Work request: Please read the records below and return each line holding the string "latest".

Source data:
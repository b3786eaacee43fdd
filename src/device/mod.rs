//! 1-Wire sysfs device access.
//!
//! This module is the hardware boundary of the crate: it enumerates
//! DS18B20-class probes on the 1-Wire bus, writes the precision setting to a
//! probe's control file, and parses the kernel's `w1_slave` status record
//! into a Celsius reading. No retry or smoothing logic lives here; the
//! polling loop owns all of that.

use crate::error::{Result, SensorError};
use std::fs;
use std::path::PathBuf;
use std::process::Command;

/// 1-Wire family code prefixes for DS18B20-class temperature sensors.
pub const W1_FAMILY_PREFIXES: [&str; 2] = ["28", "10"];

/// Default sysfs mount point of the 1-Wire bus.
pub const DEFAULT_BUS_ROOT: &str = "/sys/bus/w1/devices";

/// Directory name of the bus master that exposes slave status files.
const BUS_MASTER: &str = "w1_bus_master1";

/// Handle to the 1-Wire bus directory in sysfs.
///
/// The root defaults to [`DEFAULT_BUS_ROOT`] and can be overridden, which
/// keeps every code path testable against a plain directory tree.
#[derive(Debug, Clone)]
pub struct W1Bus {
    root: PathBuf,
}

impl Default for W1Bus {
    fn default() -> Self {
        Self {
            root: PathBuf::from(DEFAULT_BUS_ROOT),
        }
    }
}

impl W1Bus {
    /// Create a bus handle rooted at the standard sysfs location.
    pub fn new() -> Self {
        Self::default()
    }

    /// Create a bus handle rooted at a custom directory.
    pub fn with_root(root: impl Into<PathBuf>) -> Self {
        Self { root: root.into() }
    }

    /// Enumerate addresses of temperature sensors on the bus.
    ///
    /// Only entries whose name starts with a DS18B20 family code ("28" or
    /// "10") are returned. Any enumeration failure yields an empty list:
    /// discovery feeds address selection in a UI, so there is nothing useful
    /// to propagate.
    pub fn discover_sensors(&self) -> Vec<String> {
        let entries = match fs::read_dir(&self.root) {
            Ok(entries) => entries,
            Err(err) => {
                tracing::debug!("1-Wire bus enumeration failed: {}", err);
                return Vec::new();
            }
        };

        let mut addresses: Vec<String> = entries
            .filter_map(|entry| entry.ok())
            .filter_map(|entry| entry.file_name().into_string().ok())
            .filter(|name| {
                W1_FAMILY_PREFIXES
                    .iter()
                    .any(|prefix| name.starts_with(prefix))
            })
            .collect();
        addresses.sort();
        addresses
    }

    /// Create a probe handle for a single sensor on this bus.
    pub fn probe(&self, address: impl Into<String>) -> W1Probe {
        W1Probe {
            root: self.root.clone(),
            address: address.into(),
        }
    }
}

/// Handle to one physical sensor identified by its bus address.
#[derive(Debug, Clone)]
pub struct W1Probe {
    root: PathBuf,
    address: String,
}

impl W1Probe {
    /// The bus address of this probe.
    pub fn address(&self) -> &str {
        &self.address
    }

    /// Control file that accepts the precision setting.
    fn control_path(&self) -> PathBuf {
        self.root.join(&self.address).join("w1_slave")
    }

    /// Status file holding the latest conversion record.
    fn status_path(&self) -> PathBuf {
        self.root
            .join(BUS_MASTER)
            .join(&self.address)
            .join("w1_slave")
    }

    /// Write the ADC precision (9-12 bits) to the sensor's control file.
    ///
    /// Values outside 9-12 fail before any I/O is attempted. A failed write
    /// maps to [`SensorError::Precision`]; changing the precision usually
    /// requires root, so callers treat this as a soft failure.
    pub fn set_precision(&self, bits: u8) -> Result<()> {
        if !(9..=12).contains(&bits) {
            return Err(SensorError::config(format!(
                "sensor precision '{}' is out of range (9-12)",
                bits
            )));
        }

        fs::write(self.control_path(), format!("{}\n", bits)).map_err(|err| {
            SensorError::precision(format!(
                "could not write {} bit precision for {}: {}",
                bits, self.address, err
            ))
        })
    }

    /// Read the latest temperature conversion in Celsius.
    ///
    /// Returns `Ok(None)` when the record's CRC marker is not "YES", which
    /// means a conversion is still in progress or failed its checksum. That
    /// is a routine condition; the poll cadence is the retry mechanism.
    pub fn read_temperature(&self) -> Result<Option<f64>> {
        let content = fs::read_to_string(self.status_path())?;
        parse_status_record(&content)
    }
}

/// Parse a `w1_slave` status record into a Celsius reading.
///
/// The kernel format is two lines of hex bytes; token 11 of the first line
/// is "YES" once the CRC checks out, and the second line ends with a
/// `t=<millidegrees>` pair.
fn parse_status_record(content: &str) -> Result<Option<f64>> {
    let first_line = content.lines().next().unwrap_or("");
    let ready = first_line.split(' ').nth(11);
    if ready != Some("YES") {
        return Ok(None);
    }

    let raw = content
        .rsplit('=')
        .next()
        .map(str::trim)
        .filter(|value| !value.is_empty())
        .ok_or_else(|| SensorError::parse("status record has no '=' value"))?;
    let millidegrees: f64 = raw
        .parse()
        .map_err(|_| SensorError::parse(format!("bad millidegree value '{}'", raw)))?;

    Ok(Some(millidegrees / 1000.0))
}

/// Load the 1-Wire kernel modules, ignoring failures.
///
/// The modules may already be loaded, or the process may lack privilege;
/// neither should prevent an instance from starting. Idempotent, intended to
/// be called once by the host before any polling begins.
pub fn load_driver_modules() {
    for module in ["w1-gpio", "w1-therm"] {
        match Command::new("modprobe").arg(module).status() {
            Ok(status) if status.success() => {
                tracing::debug!("loaded kernel module {}", module);
            }
            Ok(status) => {
                tracing::debug!("modprobe {} exited with {}", module, status);
            }
            Err(err) => {
                tracing::debug!("modprobe {} could not run: {}", module, err);
            }
        }
    }
}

Written answer:
    /// Status file holding the latest conversion record.
    /// Read the latest temperature conversion in Celsius.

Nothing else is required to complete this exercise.